Three poems by Cordelia Hanemann

These three poems by Cordelia Hanemann explore the complexities of the dark and the light that lurk in many of our most ordinary experiences…

by: Cordelia Hanemann

family reunion : saving face

squirrels scattering crumpled leaves

who would believe 
I'd have to run away
to love my people

the chaos of too many voices 
whims, urgencies, interruptions
stinging words : no saving my story 
nor face : just me 

back turned 
marching through the house
doors closing behind

the air outside is sweet 
blowing through my hair 
across my face

the purr of my Prius shuttles me out and away 
to my park, its path, the dark lake-waters 
walking walking walking

cormorants crowding / turtles sunning on logs 

Text from grandchild: Mimi, why did u leave?

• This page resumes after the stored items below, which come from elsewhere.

//! CLI configuration loaded from environment variables.
//!
//! # Environment Variables
//!
//! All optional:
//! - `SHOP_DATA_FILE` - File backing the key-value store (default: `.corner-shop/storage.json`)
//! - `SHOP_CATALOG_URL` - Product catalog base URL (default: `https://fakestoreapi.com`)
//! - `SHOP_CATALOG_TIMEOUT_SECS` - Catalog request timeout (default: 10)
//! - `SENTRY_DSN` - Sentry error tracking DSN
//! - `SENTRY_ENVIRONMENT` - Sentry environment name

use std::path::PathBuf;
use std::time::Duration;

use secrecy::SecretString;
use thiserror::Error;
use url::Url;

const DEFAULT_DATA_FILE: &str = ".corner-shop/storage.json";
const DEFAULT_CATALOG_URL: &str = "https://fakestoreapi.com";
const DEFAULT_CATALOG_TIMEOUT_SECS: &str = "10";

/// Configuration errors that can occur during loading.
#[derive(Debug, Error)]
pub enum ConfigError {
    #[error("Invalid environment variable {0}: {1}")]
    InvalidEnvVar(String, String),
}

/// CLI configuration.
#[derive(Debug, Clone)]
pub struct ShopConfig {
    /// Storage file location
    pub data_file: PathBuf,
    /// Catalog base URL
    pub catalog_url: Url,
    /// Catalog request timeout
    pub catalog_timeout: Duration,
    /// Sentry DSN for error tracking
    pub sentry_dsn: Option<SecretString>,
    /// Sentry environment (e.g., "development")
    pub sentry_environment: Option<String>,
}

impl ShopConfig {
    /// Load configuration from environment variables.
    ///
    /// Calls `dotenvy::dotenv()` to load from `.env` file if present.
    ///
    /// # Errors
    ///
    /// Returns `ConfigError` if a variable is set to an unusable value.
    pub fn from_env() -> Result<Self, ConfigError> {
        // Load .env file if present (ignore errors if not found)
        let _ = dotenvy::dotenv();

        let data_file = PathBuf::from(get_env_or_default("SHOP_DATA_FILE", DEFAULT_DATA_FILE));
        let catalog_url = parse_catalog_url(&get_env_or_default(
            "SHOP_CATALOG_URL",
            DEFAULT_CATALOG_URL,
        ))?;
        let catalog_timeout = parse_timeout(&get_env_or_default(
            "SHOP_CATALOG_TIMEOUT_SECS",
            DEFAULT_CATALOG_TIMEOUT_SECS,
        ))?;
        let sentry_dsn = get_optional_env("SENTRY_DSN").map(SecretString::from);
        let sentry_environment = get_optional_env("SENTRY_ENVIRONMENT");

        Ok(Self {
            data_file,
            catalog_url,
            catalog_timeout,
            sentry_dsn,
            sentry_environment,
        })
    }
}

// =============================================================================
// Helper Functions
// =============================================================================

/// Get an optional, non-blank environment variable.
fn get_optional_env(key: &str) -> Option<String> {
    std::env::var(key).ok().filter(|v| !v.trim().is_empty())
}

/// Get an environment variable with a default value.
fn get_env_or_default(key: &str, default: &str) -> String {
    get_optional_env(key).unwrap_or_else(|| default.to_string())
}

/// Parse the catalog base URL; only http(s) is accepted.
fn parse_catalog_url(value: &str) -> Result<Url, ConfigError> {
    let invalid = |msg: String| ConfigError::InvalidEnvVar("SHOP_CATALOG_URL".to_string(), msg);

    let url = Url::parse(value.trim()).map_err(|e| invalid(e.to_string()))?;
    if !matches!(url.scheme(), "http" | "https") {
        return Err(invalid(format!("unsupported scheme '{}'", url.scheme())));
    }
    Ok(url)
}

/// Parse a whole number of seconds, at least one.
fn parse_timeout(value: &str) -> Result<Duration, ConfigError> {
    let invalid =
        |msg: String| ConfigError::InvalidEnvVar("SHOP_CATALOG_TIMEOUT_SECS".to_string(), msg);

    let secs = value
        .trim()
        .parse::<u64>()
        .map_err(|e| invalid(e.to_string()))?;
    if secs == 0 {
        return Err(invalid("must be at least 1".to_string()));
    }
    Ok(Duration::from_secs(secs))
}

who would believe I had anything 
worthwhile to say : old lady 
when everything else is interesting 
no one listens to you

I needed a little space in the chaos/ 
I'm walking/ almost done/ be back soon.

hurt feelings moving through limbs, lungs, mouth 
flying out of me like ashes on a windy day :
silence a place to keep your thoughts	

my body: legs/ heartbeat/ breath
nearby heron standing patient/ regal/ calm
in the still waters of a quiet afternoon
Teen Dysphoria

Once I grew my hair too long.
Mistaken for a girl, so 
I cut it in a butch
to be sure I was a boy.
I missed that girl I was not,
and the boy in my pants
and in my throat
and growing through the roof
seems like someone else.
lost son returns to the father's farm

I don't know
what I thought I'd find
but wind in the grass

the stars themselves 
like old lovers
gone the way 
of wasted days

their little lights 
barely recalled
like the passing there 
of flashing blades
shearing stalks of dry corn

weeds creeping over 
abandoned furrows    
rows now stumbling blocks
for me     the traveler    
lost without a road

still in the air
smell of straining motor
	exhaust and smoke
smell of soil new turned     
smell of grass      
	crushed underfoot

the night wind blows     
the rumble of an antique tractor
too much work left to be done    
burnt rubber     
distant wood smoke
corn stalks      
brittle and dry     
rattling in the autumn chill      

I am alone here
the sky black 
with burnt out stars

Cordelia Hanemann is currently a practicing writer and artist in Raleigh, NC. A retired professor of English at Campbell University, she has published in numerous journals including Atlanta Review, Connecticut River Review, Southwestern Review, and California Review; anthologies, The Poet Magazine’s new anthology, Friends and Friendship and forthcoming, Adversity, Heron Clan and Kakalak and in her own chapbook, Through a Glass Darkly. Her poems have won awards and been nominated for Pushcarts. Recently the featured poet for Negative Capability Press and The Alexandria Quarterly, she is now working on a first novel, about her roots in Cajun Louisiana.